# Work instructions
If a line below holds the word "client", count it; then say how many such lines there are and nothing else.

=======

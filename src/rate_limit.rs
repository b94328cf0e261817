//! Per-client request throttling.
//!
//! This is a UX throttle local to the process, not a defence against a
//! determined client: nothing is persisted and nothing is shared.

use std::collections::HashMap;
use std::sync::Arc;
use std::time::Duration;

use chrono::{DateTime, TimeDelta, Utc};
use parking_lot::Mutex;

use crate::clock::{Clock, to_delta};

/// Algorithm-agnostic limiter interface.
pub trait RateLimiter: Send + Sync {
    /// Returns `true` if a request from `identifier` may proceed now.
    fn try_acquire(&self, identifier: &str) -> bool;

    /// Drop bookkeeping that can no longer affect a decision. Returns the
    /// number of identifiers forgotten.
    fn purge_expired(&self) -> usize {
        0
    }
}

#[derive(Debug, Clone, Copy, PartialEq, Eq)]
struct RateLimitRecord {
    count: u32,
    reset_time: DateTime<Utc>,
}

/// Fixed-window counter per identifier.
///
/// The first request after `reset_time` opens a new window; within a window
/// the first `max_attempts` requests pass and the rest are limited.
///
/// ```
/// use chat_guard::{FixedWindowLimiter, ManualClock};
/// use std::sync::Arc;
/// use std::time::Duration;
///
/// let clock = Arc::new(ManualClock::default());
/// let limiter = FixedWindowLimiter::new(2, Duration::from_secs(60), clock.clone());
/// assert!(!limiter.is_rate_limited("tab-1"));
/// assert!(!limiter.is_rate_limited("tab-1"));
/// assert!(limiter.is_rate_limited("tab-1"));
/// clock.advance(Duration::from_secs(61));
/// assert!(!limiter.is_rate_limited("tab-1"));
/// ```
pub struct FixedWindowLimiter {
    records: Mutex<HashMap<String, RateLimitRecord>>,
    max_attempts: u32,
    window: TimeDelta,
    clock: Arc<dyn Clock>,
}

impl FixedWindowLimiter {
    pub fn new(max_attempts: u32, window: Duration, clock: Arc<dyn Clock>) -> Self {
        Self {
            records: Mutex::new(HashMap::new()),
            max_attempts,
            window: to_delta(window),
            clock,
        }
    }

    /// Count a request from `identifier` and report whether it is over the
    /// limit.
    pub fn is_rate_limited(&self, identifier: &str) -> bool {
        let now = self.clock.now();
        let mut records = self.records.lock();

        match records.get_mut(identifier) {
            Some(record) if now <= record.reset_time => {
                if record.count >= self.max_attempts {
                    return true;
                }
                record.count += 1;
                false
            }
            _ => {
                records.insert(
                    identifier.to_string(),
                    RateLimitRecord {
                        count: 1,
                        reset_time: now
                            .checked_add_signed(self.window)
                            .unwrap_or(DateTime::<Utc>::MAX_UTC),
                    },
                );
                false
            }
        }
    }

    /// Forget the window of one identifier.
    pub fn reset(&self, identifier: &str) {
        self.records.lock().remove(identifier);
    }

    /// Number of identifiers currently tracked.
    pub fn tracked(&self) -> usize {
        self.records.lock().len()
    }
}

impl RateLimiter for FixedWindowLimiter {
    fn try_acquire(&self, identifier: &str) -> bool {
        !self.is_rate_limited(identifier)
    }

    fn purge_expired(&self) -> usize {
        let now = self.clock.now();
        let mut records = self.records.lock();
        let before = records.len();
        records.retain(|_, record| now <= record.reset_time);
        before - records.len()
    }
}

=======

# Written reply
2